Battlefields trip 2016: Serjeant David Blakey, researched by Daryl Baker

blakey6Serjeant David Blakey is one of the 1,288 soldiers buried in Connaught cemetery, just down the road from the great Thiepval Memorial to the missing on the Somme. He was one of the 19,240 British soldiers who lost their lives on the fateful 1st July 1916. The first cemetery there was begun in the early autumn of 1916, by 1918 it contained 228 graves. In the immediate aftermath of he war, bodies were brought there from a number of smaller cemeteries nearby. Serjeant Blakey’s remains were not found, and his name was inscribed a little up the road on the Thiepval memorial, for the fallen with no known grave.
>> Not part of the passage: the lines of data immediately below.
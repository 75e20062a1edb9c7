//! Transform hierarchy
//!
//! A [`TransformTree`] owns every node. Nodes are addressed by [`hecs::Entity`]
//! handles, each carrying a local [`Transform`] relative to its parent and a
//! lazily recomputed world transform.

mod cached;
mod components;
mod edit;
mod hierarchy;
mod tags;
mod world;

pub use components::{Inherit, Space, Transform};
pub use world::{NodePayload, TransformTree};
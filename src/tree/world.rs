//! Node pool wrapper around hecs

use std::marker::PhantomData;

use hecs::{Component, ComponentError, Entity};

use super::components::{Children, LocalTransform, Payload, Tags, WorldTransform};
use crate::core::{TreeConfig, TreeError};

/// Values that can be associated with a transform node.
///
/// Payloads are compared with `==` when looking nodes up by payload.
pub trait NodePayload: Clone + PartialEq + Send + Sync + 'static {}

impl<T: Clone + PartialEq + Send + Sync + 'static> NodePayload for T {}

/// A forest of transform nodes.
///
/// Nodes are hecs entities owned by the tree; parent and children links are
/// plain [`Entity`] handles and never keep a node alive. `P` is the type of
/// the optional payload each node can carry.
///
/// World-space getters take `&self`: they refresh the cached values through
/// hecs' runtime-checked borrows. The tree does no locking of its own, so it
/// must not be read and mutated from several threads at once.
pub struct TransformTree<P: NodePayload = ()> {
    /// Storage for all node components
    world: hecs::World,
    /// Settings applied to new nodes and direction solving
    config: TreeConfig,
    _payload: PhantomData<P>,
}

impl<P: NodePayload> TransformTree<P> {
    /// Create an empty tree with the default configuration
    #[must_use]
    pub fn new() -> Self {
        Self::with_config(TreeConfig::default())
    }

    /// Create an empty tree with the given configuration
    #[must_use]
    pub fn with_config(config: TreeConfig) -> Self {
        Self {
            world: hecs::World::new(),
            config,
            _payload: PhantomData,
        }
    }

    /// Get the configuration
    #[must_use]
    pub fn config(&self) -> &TreeConfig {
        &self.config
    }

    /// Components every node starts with
    fn node_bundle(&self) -> hecs::EntityBuilder {
        let mut builder = hecs::EntityBuilder::new();
        builder
            .add(LocalTransform::default())
            .add(WorldTransform::new())
            .add(self.config.inherit())
            .add(Children::new())
            .add(Tags::default());
        builder
    }

    /// Create a root node with the identity transform
    pub fn spawn(&mut self) -> Entity {
        let mut builder = self.node_bundle();
        let node = self.world.spawn(builder.build());
        log::debug!("Spawned transform node {node:?}");
        node
    }

    /// Create a root node carrying a payload
    pub fn spawn_with(&mut self, payload: P) -> Entity {
        let mut builder = self.node_bundle();
        builder.add(Payload(payload));
        let node = self.world.spawn(builder.build());
        log::debug!("Spawned transform node {node:?} with payload");
        node
    }

    /// Remove a node from the tree.
    ///
    /// The node is detached from its parent first. Its children become roots
    /// and are marked dirty, so no handle to the removed node is left behind.
    pub fn despawn(&mut self, node: Entity) -> Result<(), TreeError> {
        let children = self.children(node)?;

        self.set_parent(node, None)?;
        for &child in &children {
            self.set_parent(child, None)?;
        }

        self.world
            .despawn(node)
            .map_err(|_| TreeError::NoSuchNode(node))?;
        log::debug!(
            "Despawned transform node {node:?}, orphaning {} child(ren)",
            children.len()
        );
        Ok(())
    }

    /// Check if a node exists
    #[must_use]
    pub fn contains(&self, node: Entity) -> bool {
        self.world.contains(node)
    }

    /// Get the number of nodes
    #[must_use]
    pub fn len(&self) -> usize {
        self.world.len() as usize
    }

    /// Check if the tree is empty
    #[must_use]
    pub fn is_empty(&self) -> bool {
        self.world.is_empty()
    }

    // -------------------------------------------------------------------------
    // Payload
    // -------------------------------------------------------------------------

    /// Get the payload of a node
    pub fn payload(&self, node: Entity) -> Result<Option<P>, TreeError> {
        Ok(self.optional::<Payload<P>>(node)?.map(|payload| payload.0))
    }

    /// Get the payload of a node converted to `T`.
    ///
    /// Yields `None` when the node has no payload or the conversion fails.
    pub fn payload_as<T: TryFrom<P>>(&self, node: Entity) -> Result<Option<T>, TreeError> {
        Ok(self.payload(node)?.and_then(|payload| T::try_from(payload).ok()))
    }

    /// Associate a payload with a node, replacing any previous one
    pub fn set_payload(&mut self, node: Entity, payload: P) -> Result<(), TreeError> {
        self.world
            .insert_one(node, Payload(payload))
            .map_err(|_| TreeError::NoSuchNode(node))
    }

    /// Remove the payload of a node, returning it
    pub fn clear_payload(&mut self, node: Entity) -> Result<Option<P>, TreeError> {
        match self.world.remove_one::<Payload<P>>(node) {
            Ok(payload) => Ok(Some(payload.0)),
            Err(ComponentError::MissingComponent(_)) => Ok(None),
            Err(ComponentError::NoSuchEntity) => Err(TreeError::NoSuchNode(node)),
        }
    }

    /// Find the node carrying a payload equal to `payload`
    #[must_use]
    pub fn find_by_payload(&self, payload: &P) -> Option<Entity> {
        self.world
            .query::<&Payload<P>>()
            .iter()
            .find_map(|(node, stored)| (stored.0 == *payload).then_some(node))
    }

    // -------------------------------------------------------------------------
    // Component access
    // -------------------------------------------------------------------------

    /// Fail unless `node` is alive
    pub(super) fn ensure(&self, node: Entity) -> Result<(), TreeError> {
        if self.world.contains(node) {
            Ok(())
        } else {
            Err(TreeError::NoSuchNode(node))
        }
    }

    /// Borrow a component every node carries
    pub(super) fn component<T: Component>(
        &self,
        node: Entity,
    ) -> Result<hecs::Ref<'_, T>, TreeError> {
        self.world
            .get::<&T>(node)
            .map_err(|_| TreeError::NoSuchNode(node))
    }

    /// Mutably borrow a component every node carries.
    ///
    /// Takes `&self` so cached world values can be refreshed from getters;
    /// hecs checks the borrow at runtime.
    pub(super) fn component_mut<T: Component>(
        &self,
        node: Entity,
    ) -> Result<hecs::RefMut<'_, T>, TreeError> {
        self.world
            .get::<&mut T>(node)
            .map_err(|_| TreeError::NoSuchNode(node))
    }

    /// Copy out a component only some nodes carry
    pub(super) fn optional<T: Component + Clone>(
        &self,
        node: Entity,
    ) -> Result<Option<T>, TreeError> {
        match self.world.get::<&T>(node) {
            Ok(component) => Ok(Some((*component).clone())),
            Err(ComponentError::MissingComponent(_)) => Ok(None),
            Err(ComponentError::NoSuchEntity) => Err(TreeError::NoSuchNode(node)),
        }
    }

    pub(super) fn insert<T: Component>(&mut self, node: Entity, component: T) -> Result<(), TreeError> {
        self.world
            .insert_one(node, component)
            .map_err(|_| TreeError::NoSuchNode(node))
    }

    /// Remove a component only some nodes carry, ignoring its absence
    pub(super) fn remove<T: Component>(&mut self, node: Entity) -> Result<(), TreeError> {
        match self.world.remove_one::<T>(node) {
            Ok(_) | Err(ComponentError::MissingComponent(_)) => Ok(()),
            Err(ComponentError::NoSuchEntity) => Err(TreeError::NoSuchNode(node)),
        }
    }

    /// Query the underlying storage
    pub(super) fn query<Q: hecs::Query>(&self) -> hecs::QueryBorrow<'_, Q> {
        self.world.query::<Q>()
    }
}

impl<P: NodePayload> Default for TransformTree<P> {
    fn default() -> Self {
        Self::new()
    }
}
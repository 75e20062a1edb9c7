//! Example orrery demonstrating the transform tree
//!
//! Usage: `transform-tree [config.json]`. The optional file holds a
//! `TreeConfig` in JSON; missing fields keep their defaults.

use std::f32::consts::TAU;

use transform_tree::prelude::*;

/// Sun, planet and moon nodes of the demo
struct Orrery {
    tree: TransformTree<&'static str>,
    sun: Entity,
    planet: Entity,
    moon: Entity,
}

impl Orrery {
    fn new(config: TreeConfig) -> Result<Self, TreeError> {
        let mut tree = TransformTree::with_config(config);

        let sun = tree.spawn_with("sun");
        let planet = tree.spawn_with("planet");
        let moon = tree.spawn_with("moon");

        tree.set_parent(planet, Some(sun))?;
        tree.set_parent(moon, Some(planet))?;

        tree.set_uniform_scale(sun, 4.0)?;
        tree.set_position(planet, Vec3::new(5.0, 0.0, 0.0))?;
        tree.set_uniform_scale(planet, 0.25)?;
        tree.set_position(moon, Vec3::new(6.0, 0.0, 0.0))?;

        tree.add_tag(planet, "body")?;
        tree.add_tag(moon, "body")?;

        Ok(Self {
            tree,
            sun,
            planet,
            moon,
        })
    }

    fn step(&mut self, dt: f32) -> Result<(), TreeError> {
        self.tree.rotate_axis(self.sun, Vec3::Y, TAU * 0.1 * dt, Space::Local)?;
        self.tree.rotate_axis(self.planet, Vec3::Y, TAU * 0.5 * dt, Space::Local)?;
        Ok(())
    }
}

fn load_config() -> Result<TreeConfig, Box<dyn std::error::Error>> {
    match std::env::args().nth(1) {
        Some(path) => {
            let text = std::fs::read_to_string(&path)?;
            let config = serde_json::from_str(&text)?;
            log::info!("Loaded tree configuration from {path}");
            Ok(config)
        }
        None => Ok(TreeConfig::default()),
    }
}

fn run() -> Result<(), Box<dyn std::error::Error>> {
    env_logger::init();

    let mut orrery = Orrery::new(load_config()?)?;
    let bodies = orrery.tree.find_children(orrery.sun, "body", true)?;
    log::info!("Orrery with {} tagged bodies", bodies.len());

    for frame in 0..=10 {
        let moon = orrery.tree.world_position(orrery.moon)?;
        let name = orrery.tree.payload(orrery.moon)?.unwrap_or("?");
        println!("frame {frame:2}: {name} at ({:7.3}, {:7.3}, {:7.3})", moon.x, moon.y, moon.z);
        orrery.step(0.1)?;
    }

    // Point the planet's forward axis at the sun
    let sun = orrery.tree.world_position(orrery.sun)?;
    let forward = orrery.tree.config().forward;
    orrery.tree.look_at(orrery.planet, sun, Space::World, forward)?;
    let facing = orrery.tree.world_orientation(orrery.planet)? * forward;
    println!("planet faces ({:.3}, {:.3}, {:.3})", facing.x, facing.y, facing.z);

    Ok(())
}

fn main() {
    if let Err(e) = run() {
        eprintln!("Orrery error: {}", e);
    }
}
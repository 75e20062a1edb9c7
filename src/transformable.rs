//! Objects that own a node of a transform tree

use hecs::Entity;

use crate::core::TreeError;
use crate::tree::{NodePayload, TransformTree};

/// An object placed in the world through a node it owns.
///
/// Implementors only provide [`node`](Transformable::node); parenting between
/// objects then goes through their nodes.
///
/// ```ignore
/// struct Ship {
///     node: Entity,
/// }
///
/// impl Transformable for Ship {
///     fn node(&self) -> Entity {
///         self.node
///     }
/// }
///
/// turret.attach_to(&mut tree, Some(&ship))?;
/// ```
pub trait Transformable {
    /// The node holding this object's transform
    fn node(&self) -> Entity;

    /// Make this object a child of `parent`, or a root with `None`
    fn attach_to<P: NodePayload, T: Transformable + ?Sized>(
        &self,
        tree: &mut TransformTree<P>,
        parent: Option<&T>,
    ) -> Result<(), TreeError> {
        tree.set_parent(self.node(), parent.map(|parent| parent.node()))
    }

    /// Make this object a root
    fn detach<P: NodePayload>(&self, tree: &mut TransformTree<P>) -> Result<(), TreeError> {
        tree.set_parent(self.node(), None)
    }
}

impl Transformable for Entity {
    fn node(&self) -> Entity {
        *self
    }
}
In most ways we might describe David Blakey as a pretty ordinary man. However, like so many an ordinary man, his life and death can tell us a great deal about the Britain, and in this case the northeast that went to war in 1914. He was born at Crow Hall Cottages, Sunderland Road, Felling, Gateshead, in November 1889. Felling meant coal: his father was a coal miner. Blakey was one of at least 10 children from his father’s two marriages; again, to have more than one marriage in a lifetime was not so unusual, but it was usually a result of the death of one spouse, what we call serial monogamy. He was educated at Low Fell Board School, before going on to Gateshead Higher Grade School. This was more unusual: the school leaving age was 12, and most children never attended a secondary school. blakey2However, the years before the war saw the coming of a far more literate working class, whether through schools, non-conformist churches, trade unions or the likes of the Workers’ Educational Association. This was not much reflected in their jobs though. When Blakey moved to Winlaton with his family in 1907, he worked as a miner as his father had done before, now at the Stargate Colliery. In October 1908, he married Sarah ‘Sally’ Kendall at St Paul’s Church in Winlaton, the couple would go on to have three children.

A keen sportsman, David played rugby for Winlaton Vulcans (below), he was capped eight times for Durham County, and in the months before the war he had signed as a professional for Leeds Rugby League FC.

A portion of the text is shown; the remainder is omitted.